Ethylene-vinyl acetate (EVA), also known as poly (ethylene-vinyl acetate) (PEVA), is the copolymer of ethylene and vinyl acetate. The weight percent vinyl acetate usually varies from 10 to 40%, with the remainder being ethylene. Broadly speaking, there are three different types of EVA copolymer, which differ in the vinyl acetate (VA) content and the way the materials are used.

The EVA copolymer which is based on a low proportion of VA (approximately up to 4%) may be referred to as vinyl acetate modified polyethylene. It is a copolymer and is processed as a thermoplastics material – just like low density polyethylene. It has some of the properties of a low-density polyethylene but increased gloss (useful for film), softness and flexibility. The material is generally considered as non-toxic.
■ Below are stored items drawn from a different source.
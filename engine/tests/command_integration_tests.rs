//
// Copyright 2025-2026 Hans W. Uhlig. All Rights Reserved.
//
// Licensed under the Apache License, Version 2.0 (the "License");
// you may not use this file except in compliance with the License.
// You may obtain a copy of the License at
//
//      http://www.apache.org/licenses/LICENSE-2.0
//
// Unless required by applicable law or agreed to in writing, software
// distributed under the License is distributed on an "AS IS" BASIS,
// WITHOUT WARRANTIES OR CONDITIONS OF ANY KIND, either express or implied.
// See the License for the specific language governing permissions and
// limitations under the License.
//

//! Owner commands resolved and carried out through the sandbox

use glam::Vec3;
use hearthguard_common::{ActionMode, BehaviorToggles, CompanionProfile};
use hearthguard_engine::config::BehaviorConfig;
use hearthguard_engine::ecs::components::{ActionRecord, BehaviorError, FixtureKind, HostileCreature, LockKind};
use hearthguard_engine::ecs::events::CompanionEvent;
use hearthguard_engine::ecs::systems::{DirectedAction, DirectedPhase, Directive};
use hearthguard_engine::sandbox::{Sandbox, SandboxError};
use hearthguard_engine::services::{Interaction, ItemClass};
use hearthguard_engine::{ActiveController, CommandInput};
use std::sync::Arc;
use uuid::Uuid;

const DT: f32 = 0.05;

fn sandbox_with(agent_at: Vec3) -> (Sandbox, Uuid) {
    let mut sandbox = Sandbox::new(Arc::new(BehaviorConfig::default()));
    sandbox.spawn_owner(Vec3::ZERO);
    let profile = CompanionProfile::new(Uuid::new_v4(), Uuid::new_v4(), "Thrall");
    sandbox.spawn_companion(&profile, agent_at).unwrap();
    sandbox
        .give_item(profile.agent_id, ItemClass::MeleeWeapon, 10.0)
        .unwrap();
    (sandbox, profile.agent_id)
}

fn mode_changes(events: &[CompanionEvent]) -> usize {
    events
        .iter()
        .filter(|event| matches!(event, CompanionEvent::ModeChanged { .. }))
        .count()
}

#[test]
fn test_attack_preempts_cart_in_same_tick() {
    let (mut sandbox, agent) = sandbox_with(Vec3::new(3.0, 0.0, 0.0));
    let cart = Vec3::new(9.0, 0.0, 0.0);
    sandbox.spawn_fixture(cart, FixtureKind::Cart { attached: false });

    sandbox.set_aim(Some(cart));
    sandbox.issue(agent, CommandInput::Aim).unwrap();
    for _ in 0..3 {
        sandbox.tick(DT);
    }
    {
        let brain = sandbox.brain(agent).unwrap();
        let task = brain.commands().task().copied().expect("cart task");
        assert_eq!(task.action, DirectedAction::Interact(Interaction::AttachCart));
    }

    let here = sandbox.position(agent).unwrap();
    let wolf_at = here + Vec3::new(0.0, 0.0, 1.5);
    let wolf = sandbox.spawn_hostile(wolf_at, HostileCreature::dummy(200.0));
    sandbox.set_aim(Some(wolf_at));
    sandbox.issue(agent, CommandInput::Aim).unwrap();
    let report = sandbox.tick(DT);

    assert_eq!(report[0].1, ActiveController::Combat);
    let brain = sandbox.brain(agent).unwrap();
    assert!(brain.commands().task().is_none());
    let lock = brain.lock().copied().expect("directed lock");
    assert_eq!(lock.target, wolf);
    assert_eq!(lock.kind, LockKind::Directed);
    drop(brain);

    let mut landed = false;
    for _ in 0..40 {
        sandbox.tick(DT);
        landed |= sandbox
            .action_log(agent)
            .iter()
            .any(|record| matches!(record, ActionRecord::Attack { target, .. } if *target == wolf.0));
        if landed {
            break;
        }
    }
    assert!(landed, "never swung at the target");
}

#[test]
fn test_cancel_all_is_idempotent() {
    let (mut sandbox, agent) = sandbox_with(Vec3::new(3.0, 0.0, 0.0));
    sandbox.set_mode(agent, ActionMode::GatherWood).unwrap();
    sandbox.tick(DT);
    sandbox.events().clear();

    sandbox
        .issue(agent, CommandInput::Directive(Directive::CancelAll))
        .unwrap();
    sandbox.tick(DT);
    assert_eq!(sandbox.brain(agent).unwrap().companion().mode, ActionMode::Follow);
    assert_eq!(mode_changes(&sandbox.events().drain()), 1);

    sandbox
        .issue(agent, CommandInput::Directive(Directive::CancelAll))
        .unwrap();
    sandbox.tick(DT);
    let brain = sandbox.brain(agent).unwrap();
    assert_eq!(brain.companion().mode, ActionMode::Follow);
    assert!(brain.lock().is_none());
    assert!(brain.commands().task().is_none());
    drop(brain);
    assert_eq!(mode_changes(&sandbox.events().drain()), 0);
}

#[test]
fn test_aim_at_nothing_cancels() {
    let (mut sandbox, agent) = sandbox_with(Vec3::new(3.0, 0.0, 0.0));
    sandbox.set_mode(agent, ActionMode::GatherStone).unwrap();

    sandbox.set_aim(None);
    sandbox.issue(agent, CommandInput::Aim).unwrap();
    sandbox.tick(DT);

    assert_eq!(sandbox.brain(agent).unwrap().companion().mode, ActionMode::Follow);
}

#[test]
fn test_directed_lock_survives_nearer_hostile_until_expiry() {
    let (mut sandbox, agent) = sandbox_with(Vec3::new(3.0, 0.0, 0.0));
    let far = sandbox.spawn_hostile(Vec3::new(3.0, 0.0, 12.0), HostileCreature::dummy(10_000.0));

    sandbox.set_aim(Some(Vec3::new(3.0, 0.0, 12.0)));
    sandbox.issue(agent, CommandInput::Aim).unwrap();
    sandbox.tick(DT);
    let near = sandbox.spawn_hostile(Vec3::new(4.0, 0.0, 3.0), HostileCreature::dummy(10_000.0));

    for _ in 0..190 {
        sandbox.tick(DT);
        let brain = sandbox.brain(agent).unwrap();
        let lock = brain.lock().copied().expect("lock held");
        assert_eq!(lock.target, far);
        assert_eq!(lock.kind, LockKind::Directed);
    }

    for _ in 0..20 {
        sandbox.tick(DT);
    }
    let brain = sandbox.brain(agent).unwrap();
    assert!(brain.lock().is_none_or(|lock| lock.kind != LockKind::Directed));
    assert!(sandbox.exists(near));
}

#[test]
fn test_commands_refused_when_not_commandable() {
    let (mut sandbox, agent) = sandbox_with(Vec3::new(3.0, 0.0, 0.0));
    sandbox
        .set_toggles(
            agent,
            BehaviorToggles {
                commandable: false,
                ..BehaviorToggles::default()
            },
        )
        .unwrap();

    let result = sandbox.issue(agent, CommandInput::Recall);

    assert!(matches!(
        result,
        Err(SandboxError::Behavior(BehaviorError::NotCommandable))
    ));
}

#[test]
fn test_sit_holds_until_recalled() {
    let (mut sandbox, agent) = sandbox_with(Vec3::new(3.0, 0.0, 0.0));
    let chair_at = Vec3::new(-6.0, 0.0, 4.0);
    let chair = sandbox.spawn_fixture(chair_at, FixtureKind::Chair);

    sandbox.set_aim(Some(chair_at));
    sandbox.issue(agent, CommandInput::Aim).unwrap();
    let mut holding = false;
    for _ in 0..120 {
        let report = sandbox.tick(DT);
        assert_eq!(report[0].1, ActiveController::Directed);
        let brain = sandbox.brain(agent).unwrap();
        if brain.commands().task().is_some_and(|task| task.phase == DirectedPhase::Holding) {
            holding = true;
            break;
        }
    }
    assert!(holding, "never sat down");
    assert!(sandbox.action_log(agent).contains(&ActionRecord::Interact {
        target: chair.0,
        interaction: Interaction::Sit,
    }));

    // Holding survives the owner walking off
    sandbox.set_owner_position(Vec3::new(0.0, 0.0, 20.0));
    for _ in 0..20 {
        sandbox.tick(DT);
    }
    assert!(sandbox.brain(agent).unwrap().commands().task().is_some());

    sandbox.issue(agent, CommandInput::Recall).unwrap();
    let report = sandbox.tick(DT);
    assert_eq!(report[0].1, ActiveController::Follow);
    assert!(sandbox.brain(agent).unwrap().commands().task().is_none());
    assert!(sandbox
        .events()
        .drain()
        .iter()
        .any(|event| matches!(event, CompanionEvent::Recalled { .. })));
}

#[test]
fn test_move_to_holds_at_point() {
    let (mut sandbox, agent) = sandbox_with(Vec3::new(3.0, 0.0, 0.0));
    let point = Vec3::new(10.0, 0.0, 10.0);

    sandbox
        .issue(agent, CommandInput::Directive(Directive::MoveTo(point)))
        .unwrap();
    for _ in 0..200 {
        sandbox.tick(DT);
    }

    let brain = sandbox.brain(agent).unwrap();
    let task = brain.commands().task().copied().expect("move order held");
    assert_eq!(task.action, DirectedAction::Hold);
    assert_eq!(task.phase, DirectedPhase::Holding);
    drop(brain);
    assert!(sandbox.position(agent).unwrap().distance(point) <= 1.5 + 1e-3);
}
Hot melt adhesives (such as hot glue sticks) and top of the line soccer cleats are usually made from EVA, usually with additives like wax and resin. EVA is also used as a clinginess-enhancing additive in plastic wraps. Craft foam sheets are made of EVA and are popularly used for children's foam stickers. EVA is also used in biomedical engineering applications as a drug delivery device. The polymer is dissolved in an organic solvent (e.g., dichloromethane). Powdered drug and filler (typically an inert sugar) are added to the liquid solution and rapidly mixed to obtain a homogeneous mixture. The drug-filler-polymer mixture is then cast into a mold at −80 °C and freeze dried until solid. These devices are used in drug delivery research to slowly release a compound. The polymer does not biodegrade within the body, but is quite inert and causes little or no reaction following implantation.